Darius McDermott: Funds to protect against the suspension of capitalism

No one knows how long imminent recession will last as governments intervene to address Covid-19 impact

I’ve seen quite a few things in my 25 years in financial services, but nothing compares to the speed at which the global economy has been brought to a standstill by the rapid spread of the coronavirus.

The past few weeks have been littered with opinions on what will happen both to the UK and the rest of global economy if this spread continues.

Last week’s news, that the UK government is stepping in to pay 80% of salaries for workers earning up to £2,500 a month, was a clear and unprecedented statement of just how real the threat is. In fact, I read one article which claimed capitalism has been suspended in the UK – it’s fair comment, with the majority of us working from home and some £4bn of cash likely to leave the Exchequer every quarter to pay those salaries and prop up many, many businesses*.

Are we heading for severe recession?

The question is how long will this last? In the past week I’ve listened to many asset managers, all with vastly different opinions. Some believe that there will be a six-month impact on earnings and that there are plenty of good franchises out there globally – alluding to a potential V-shaped recovery.

Others are less hopeful. Schroders chief economist Keith Wade believes we are set for a severe recession in the first half of the year which, even with a rebound in the second half, means 2020 is set to be the worst year for activity since the 1930s**. Schroders expects the world economy will contract this year by 3.1%, before rebounding by 7.2% in 2021. The numbers factor in the recent (and future) moves in monetary and fiscal policy globally.

Perhaps the most worrying opinion has come from the Organisation for Economic Co-operation and Development (OECD), after its secretary general, Angel Gurria, said he believes “the global economy will suffer for years to come” and warned the economic recovery will be shaped “like a ‘U’ with a long trench in the bottom, before it gets to the recovery period”***.

No definitive answers at this stage

My own view is that we can’t offer any definitive answers at this stage, and that is why the economy is so volatile. China is the only barometer we have and, while we have seen a move to back to normality there, we must consider the forceful steps it undertook to do so – if China says stay indoors, people stay indoors. I think a return to normality, including us all returning to our respective workplaces, is between three and six months away. The economic outlook is a different matter.

Keep in mind the Warren Buffett mantra

With the FTSE 100 down more than 30% since the start of the year^ (and possibly going lower), it’s hardly the ideal environment in which to invest, as we enter the final two weeks of the Isa season. My message would be that, while the market was expensive prior to the Covid-19 outbreak, there must be opportunities to invest in quality businesses in this environment.

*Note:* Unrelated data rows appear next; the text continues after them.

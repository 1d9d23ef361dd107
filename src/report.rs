/*
 * shae: analyse GPU shader ISA dumps.
 * Copyright (C) 2022  Ruifeng Xie
 *
 * This program is free software: you can redistribute it and/or modify
 * it under the terms of the GNU Affero General Public License as
 * published by the Free Software Foundation, either version 3 of the
 * License, or (at your option) any later version.
 *
 * This program is distributed in the hope that it will be useful,
 * but WITHOUT ANY WARRANTY; without even the implied warranty of
 * MERCHANTABILITY or FITNESS FOR A PARTICULAR PURPOSE.  See the
 * GNU Affero General Public License for more details.
 *
 * You should have received a copy of the GNU Affero General Public License
 * along with this program.  If not, see <https://www.gnu.org/licenses/>.
 */

//! Reports on analysed programs.
//!
//! All the reports are rendered to a [`String`], and are deterministic: the same input always
//! yields byte-identical reports.

pub mod dot;
pub mod vgpr;
pub mod histogram;

pub use dot::{dump_block_cfg, dump_instr_cfg};
pub use vgpr::{dump_block_vgpr, dump_liveness, liveness_summary, LivenessSummary};
pub use histogram::{dump_opcode_histogram, opcode_histogram, Grouping};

I keep going back to the Warren Buffett mantra: “be fearful when others are greedy and greedy when others are fearful”. It’s an attitude which has historically rewarded investors. Over the past 50 years we’ve seen 10 market crashes. Interestingly, it has taken the market less than two years on average (648 days) to recoup those losses^^. Of course, every crisis is different – particularly this one – but history suggests investing now for the long term will pay off.

Funds that offer diversification and reliability

I would suggest investors look for funds which offer both diversification and reliability at this time – funds which invest in quality companies/brands have also held up well, while value businesses have been hammered by the downturn.

A natural choice would be to go down the multi-asset route, where funds look to offer different sources of returns. Options might include the likes of the Rathbone Strategic Growth Portfolio, which will include fixed income, equities, commodities and property, as well as alternative investment strategies in its holdings. Asset classes are then divided into three distinct categories – liquidity, equity risk and diversifiers. Other well diversified multi-asset funds worth considering include the Premier Diversified Growth fund and the Close Managed Income fund.

Another to consider is the Church House Tenax Absolute Return Strategies fund, a long-only multi-asset vehicle, which invests directly in assets, rather than using the ‘fund of fund’ route. The fund places capital preservation at the heart of its investment process.

As for the focus on quality businesses, the likes of Morgan Stanley Global Brands and the JOHCM Global Opportunities fund are both solid options. The latter is managed by Ben Leyland and Robert Lancastle and focuses on high quality, high return on capital businesses, with the managers not afraid to hold high allocations to cash if they feel it is appropriate.

*Source: Sky News: Coronavirus: Britain’s economic heart attack has suspended capitalism as we know it

**Source: Schroders: Coronavirus to spark “severe” global recession

***Source: BBC: Global economy will suffer for years to come, says OECD

^Source: FE Analytics, total returns in sterling from 1 January 2020 to 19 March 2020

^^Source: Refinitiv Data, using returns from the FTSE All Share index.

Past performance is not a reliable guide to future returns. You may not get back the amount originally invested, and tax rules can change over time. Darius’s views are his own and do not constitute financial advice.